§ **Activity**
Each line of the data below that holds the word "SimulationEngine" is to be reported in full.

§ **Data to examine**

────────────────────

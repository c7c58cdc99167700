// --- File: simulation.rs ---
use crate::buffer::{DoubleBuffer, Slot};
use crate::config::SimulationConfig;
use crate::constants::INITIAL_SPEED;
use crate::controller::{RunController, RunState};
use crate::device::{ComputeDevice, DispatchMode};
use crate::error::{SimError, SimResult};
use crate::grid::{Cell, Grid};
use crate::scheduler::StepScheduler;

/// What a call to [`SimulationEngine::on_tick`] did.
#[derive(Debug, Copy, Clone, PartialEq, Eq)]
pub enum TickOutcome {
    /// Running, but the step interval has not elapsed yet.
    Idle,
    /// Paused: the kernel was re-dispatched for display without advancing.
    Refreshed,
    /// One simulation step was executed and the buffers swapped.
    Stepped,
}

pub struct SimulationEngine<D> {
    config: SimulationConfig,
    device: D,
    buffers: DoubleBuffer,
    scheduler: StepScheduler,
    controller: RunController,
    speed: f32,
    steps_completed: u64,
}

impl<D: ComputeDevice> SimulationEngine<D> {
    pub fn new(config: SimulationConfig, device: D) -> SimResult<Self> {
        config.validate()?;
        let interval = config.speed_limits.interval_for_speed(INITIAL_SPEED);
        let initial = Grid::seeded(config.resolution, config.color_cube_count)?;
        let mut engine = Self {
            config,
            device,
            buffers: DoubleBuffer::new(initial.clone()),
            scheduler: StepScheduler::new(interval),
            controller: RunController::new(),
            speed: INITIAL_SPEED,
            steps_completed: 0,
        };
        engine.device.upload(Slot::Front, &initial)?;
        engine.device.upload(Slot::Back, &initial)?;
        log::info!(
            "Simulation created: {}x{} grid, {} color cube(s), {:.3}s per step",
            engine.config.resolution,
            engine.config.resolution,
            engine.config.color_cube_count,
            interval
        );
        Ok(engine)
    }

    /// Advance the clock by `delta_time` seconds.
    ///
    /// While paused every tick re-dispatches the kernel in refresh mode so
    /// the displayed buffer reflects the latest toggles. While running the
    /// kernel only fires once a full step interval has accumulated.
    pub fn on_tick(&mut self, delta_time: f32) -> SimResult<TickOutcome> {
        let running = self.controller.is_running();
        let due = self.scheduler.tick(delta_time);
        if running && !due {
            return Ok(TickOutcome::Idle);
        }
        self.scheduler.reset();

        let outcome = if running {
            let (source, target) = self.buffers.begin_step();
            self.device.dispatch(source, target, DispatchMode::Advance)?;
            self.buffers.invalidate(target);
            self.buffers.swap()?;
            self.steps_completed += 1;
            TickOutcome::Stepped
        } else {
            let (source, target) = (self.buffers.readable_slot(), self.buffers.writable_slot());
            self.device.dispatch(source, target, DispatchMode::Refresh)?;
            self.buffers.invalidate(target);
            TickOutcome::Refreshed
        };

        self.controller.after_step();
        Ok(outcome)
    }

    /// Flip the alive flag of one cell in the readable grid.
    ///
    /// Only allowed while paused, which guarantees no step is in flight.
    pub fn toggle(&mut self, x: u32, y: u32) -> SimResult<Cell> {
        if self.controller.is_running() {
            return Err(SimError::InvalidState("cells can only be toggled while paused"));
        }
        let index = self.buffers.readable().index(x, y)?;
        let slot = self.buffers.readable_slot();
        self.sync(slot)?;

        let cell = self.buffers.readable().cells()[index].toggled();
        self.buffers.readable_mut().cells_mut()[index] = cell;
        self.device.commit(slot, index, cell)?;
        log::debug!("Toggled ({x}, {y}) -> alive={}", cell.is_alive());
        Ok(cell)
    }

    /// Toggle the cell under a texture coordinate, ignoring points that
    /// fall outside the grid.
    pub fn toggle_at_uv(&mut self, u: f32, v: f32) -> SimResult<Option<Cell>> {
        match self.buffers.readable().cell_at_uv(u, v) {
            Some((x, y)) => self.toggle(x, y).map(Some),
            None => {
                log::warn!("Ignoring toggle outside the grid at uv ({u}, {v})");
                Ok(None)
            }
        }
    }

    /// Host view of the readable grid, fetched from the device if stale.
    pub fn readable_grid(&mut self) -> SimResult<&Grid> {
        let slot = self.buffers.readable_slot();
        self.sync(slot)?;
        Ok(self.buffers.readable())
    }

    fn sync(&mut self, slot: Slot) -> SimResult<()> {
        if !self.buffers.is_current(slot) {
            self.device.fetch(slot, self.buffers.grid_mut(slot))?;
            self.buffers.mark_current(slot);
        }
        Ok(())
    }

    pub fn run_stop(&mut self) {
        self.controller.run_stop();
    }

    pub fn single_step(&mut self) {
        self.controller.single_step();
    }

    /// Set the speed slider. `0.0` is the slowest configured rate, `1.0`
    /// the fastest.
    pub fn set_speed(&mut self, speed: f32) -> SimResult<()> {
        if !(0.0..=1.0).contains(&speed) {
            return Err(SimError::Config(format!(
                "speed must be within [0, 1], got {speed}"
            )));
        }
        let interval = self.config.speed_limits.interval_for_speed(speed);
        self.scheduler.configure(interval);
        self.speed = speed;
        log::info!("Speed: {:.2} ({:.3}s per step)", speed, interval);
        Ok(())
    }

    /// Reseed both grids, pause, and restore the initial speed.
    pub fn reset(&mut self) -> SimResult<()> {
        log::info!("Resetting simulation...");
        let initial = Grid::seeded(self.config.resolution, self.config.color_cube_count)?;
        self.device.upload(Slot::Front, &initial)?;
        self.device.upload(Slot::Back, &initial)?;
        self.buffers.reset(initial);
        self.controller = RunController::new();
        self.scheduler = StepScheduler::new(
            self.config.speed_limits.interval_for_speed(INITIAL_SPEED),
        );
        self.speed = INITIAL_SPEED;
        self.steps_completed = 0;
        Ok(())
    }

    #[inline]
    pub fn run_state(&self) -> RunState {
        self.controller.state()
    }

    #[inline]
    pub fn is_running(&self) -> bool {
        self.controller.is_running()
    }

    #[inline]
    pub fn speed(&self) -> f32 {
        self.speed
    }

    #[inline]
    pub fn interval(&self) -> f32 {
        self.scheduler.interval()
    }

    #[inline]
    pub fn elapsed(&self) -> f32 {
        self.scheduler.elapsed()
    }

    #[inline]
    pub fn steps_completed(&self) -> u64 {
        self.steps_completed
    }

    #[inline]
    pub fn config(&self) -> &SimulationConfig {
        &self.config
    }

    /// Raw buffer pair. Host mirrors may lag the device; prefer
    /// [`SimulationEngine::readable_grid`] for reads.
    #[inline]
    pub fn buffers(&self) -> &DoubleBuffer {
        &self.buffers
    }

    #[inline]
    pub fn device(&self) -> &D {
        &self.device
    }
}


// --- End of File: simulation.rs ---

────────────────────

§ **Exercise answer**
/// What a call to [`SimulationEngine::on_tick`] did.
pub struct SimulationEngine<D> {
impl<D: ComputeDevice> SimulationEngine<D> {
    /// [`SimulationEngine::readable_grid`] for reads.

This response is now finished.